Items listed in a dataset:
▽

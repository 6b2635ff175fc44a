use std::fs;
use std::path::Path;

use log::info;

use super::anomalies::AnomalyLog;
use super::date::IsoDate;
use super::deliveries::Deliveries;
use super::error::Result;
use super::format::{format_count,format_percent};
use super::graph::{self,Chart,ChartType,NationalRow,Page,PageChart};
use super::metrics::{DerivedMetric,Summary,percent_of_population,summarize};
use super::population::Region;
use super::vaccinations::{Metric,Vaccinations,VaccinationBundle,national};
use super::vaccine::Vaccine;


const DOSE_METRICS: [Metric; 4] = [Metric::TotalDoses, Metric::FirstDoses,
				   Metric::SecondDoses, Metric::BoosterDoses];

/// What the report shows besides the charts.
#[derive(Clone,Debug)]
pub struct ReportConfig {
    pub title: String,
    pub metrics: Vec<DerivedMetric>,
}

impl Default for ReportConfig {
    fn default() -> Self {
	ReportConfig {
	    title: "COVID-19 vaccination doses administered in Germany".to_string(),
	    metrics: vec![
		DerivedMetric::Current(Metric::TotalDoses),
		DerivedMetric::Current(Metric::FirstDoses),
		DerivedMetric::Current(Metric::SecondDoses),
		DerivedMetric::Current(Metric::BoosterDoses),
		DerivedMetric::PercentOfPopulation(Metric::AtLeastPartiallyVaccinated),
		DerivedMetric::PercentOfPopulation(Metric::FullyVaccinated),
		DerivedMetric::PercentOfPopulation(Metric::BoosterDoses),
		DerivedMetric::SevenDayAverage(Metric::TotalDoses),
		DerivedMetric::ShareOfDelivered,
	    ],
	}
    }
}


/// Everything the report writes, computed up front.
pub struct Report {
    national: Chart<u64>,
    percent: Chart<f64>,
    deliveries: Chart<u64>,
    states: Vec<(Region,Chart<u64>)>,
    anomalies: AnomalyLog,
    national_rows: Vec<NationalRow>,
    page: Page,
}

impl Report {

    pub fn build(config: &ReportConfig, vaccinations: &Vaccinations, deliveries: &Deliveries) -> Result<Report> {

	let series = &vaccinations.series;
	let labels = series.dates();
	let totals = series.pluck(national);

	let mut national_chart = Chart::new(labels.clone());
	national_chart.push("Available doses", ChartType::Bar,
			    labels.iter().map(|date| deliveries.delivered_on(*date)).collect());
	for metric in DOSE_METRICS.iter() {
	    national_chart.push(metric.label(), ChartType::Line,
				totals.iter().map(|bundle| bundle.value(*metric)).collect());
	}

	let mut percent: Chart<f64> = Chart::new(labels.clone());
	for state in Region::STATES.iter() {
	    let values = series.iter().map(|(_,day)| Ok(round_percent(percent_of_population(
		day[*state].value(Metric::AtLeastPartiallyVaccinated) as f64, Some(*state))?)))
		.collect::<Result<_>>()?;
	    percent.push(state.name(), ChartType::Line, values);
	}

	let delivered: Vec<_> = labels.iter().map(|date| deliveries.delivered_by_vaccine_on(*date)).collect();
	let mut deliveries_chart = Chart::new(labels.clone());
	for vaccine in Vaccine::ALL.iter() {
	    deliveries_chart.push(vaccine.label(), ChartType::Line,
				  delivered.iter().map(|day| day[*vaccine]).collect());
	}

	let mut anomalies = AnomalyLog::default();
	let states = Region::STATES.iter().map(|state| {
	    let mut chart = Chart::new(labels.clone());
	    for metric in DOSE_METRICS.iter() {
		chart.push(metric.label(), ChartType::Line, series.pluck(|day| day[*state].value(*metric)));
	    }
	    for dataset in &chart.datasets {
		anomalies.scan(state.name(), &dataset.name, &chart.labels, &dataset.values);
	    }
	    (*state, chart)
	}).collect::<Vec<_>>();
	info!("Found {} anomalies", anomalies.len());

	let national_summary = summarize(&config.metrics, series, deliveries, None)?;
	let state_summaries = Region::STATES.iter()
	    .map(|state| summarize(&config.metrics, series, deliveries, Some(*state)))
	    .collect::<Result<Vec<_>>>()?;

	let national_rows = labels.iter().zip(totals.into_iter()).map(|(date,bundle)| national_row(*date, bundle))
	    .collect::<Result<Vec<_>>>()?;

	let page = index_page(config, vaccinations, deliveries, &national_summary, &state_summaries,
			      vec![("national", "Germany", serde_json::to_value(&national_chart)?),
				("percent", "At least partially vaccinated (% of population)", serde_json::to_value(&percent)?),
				("deliveries", "Doses delivered by vaccine", serde_json::to_value(&deliveries_chart)?)],
			      &states)?;

	Ok(Report { national: national_chart, percent, deliveries: deliveries_chart, states, anomalies,
		    national_rows, page })

    }

    /// Writes all report files into `out_dir`, replacing earlier ones.
    pub fn write(&self, out_dir: &Path) -> Result<()> {
	fs::create_dir_all(out_dir)?;
	graph::write_json(&out_dir.join("national-data.json"), &self.national)?;
	graph::write_json(&out_dir.join("percent-data.json"), &self.percent)?;
	graph::write_json(&out_dir.join("deliveries-data.json"), &self.deliveries)?;
	for (state,chart) in &self.states {
	    let name = format!("state-data-{}.json", graph::slug(state.name()));
	    graph::write_json(&out_dir.join(name), chart)?;
	}
	graph::write_text(&out_dir.join("anomalies.json"), &format!("{}\n", self.anomalies.to_json()?))?;
	graph::write_text(&out_dir.join("anomalies.md"), &self.anomalies.to_markdown())?;
	graph::write_national_csv(&out_dir.join("national-total.csv"), &self.national_rows)?;
	graph::write_index(&out_dir.join("index.html"), &self.page)?;
	info!("Wrote report for {} days to {}", self.national.labels.len(), out_dir.display());
	Ok(())
    }

}


fn round_percent(percent: f64) -> f64 {
    (percent * 100.0).round() / 100.0
}

fn national_row(date: IsoDate, bundle: VaccinationBundle) -> Result<NationalRow> {
    let percents = graph::percent_metrics()
	.map(|metric| percent_of_population(bundle.value(metric) as f64, None))
	.collect::<Result<_>>()?;
    Ok(NationalRow { date, bundle, percents })
}

fn format_value(metric: DerivedMetric, value: f64) -> String {
    match metric.is_percent() {
	true => format!("{}%", format_percent(value)),
	false => format_count(value),
    }
}

/// `national` are the charts shown above the per-state ones, as
/// (id, title, data).
fn index_page(config: &ReportConfig, vaccinations: &Vaccinations, deliveries: &Deliveries,
	      national_summary: &Summary, state_summaries: &[Summary],
	      national: Vec<(&str,&str,serde_json::Value)>,
	      states: &[(Region,Chart<u64>)]) -> Result<Page> {

    let mut headline: Vec<_> = national_summary.values.iter()
	.map(|(metric,value)| (metric.label(), format_value(*metric, *value)))
	.collect();
    headline.push(("Doses delivered".to_string(), format_count(deliveries.latest_total() as f64)));
    headline.push(("Latest delivery".to_string(), deliveries.latest_delivery_date.to_string()));

    let mut table_header = vec!["State".to_string()];
    table_header.extend(config.metrics.iter().map(DerivedMetric::label));
    let table_rows = state_summaries.iter().map(|summary| {
	let mut row = vec![summary.region.map_or("Germany", Region::name).to_string()];
	row.extend(summary.values.iter().map(|(metric,value)| format_value(*metric, *value)));
	row
    }).collect();

    let mut charts: Vec<_> = national.into_iter().map(|(id,title,data)| PageChart {
	id: id.to_string(),
	title: title.to_string(),
	data,
    }).collect();
    for (state,chart) in states {
	charts.push(PageChart {
	    id: format!("state-{}", graph::slug(state.name())),
	    title: state.name().to_string(),
	    data: serde_json::to_value(chart)?,
	});
    }

    Ok(Page {
	title: config.title.clone(),
	published: vaccinations.latest_pub_date.to_string(),
	headline,
	table_header,
	table_rows,
	charts,
    })

}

△

What lines of the preceding data include the string "impl"? Pull them out.

◆ Answer ◆
impl Default for ReportConfig {
impl Report {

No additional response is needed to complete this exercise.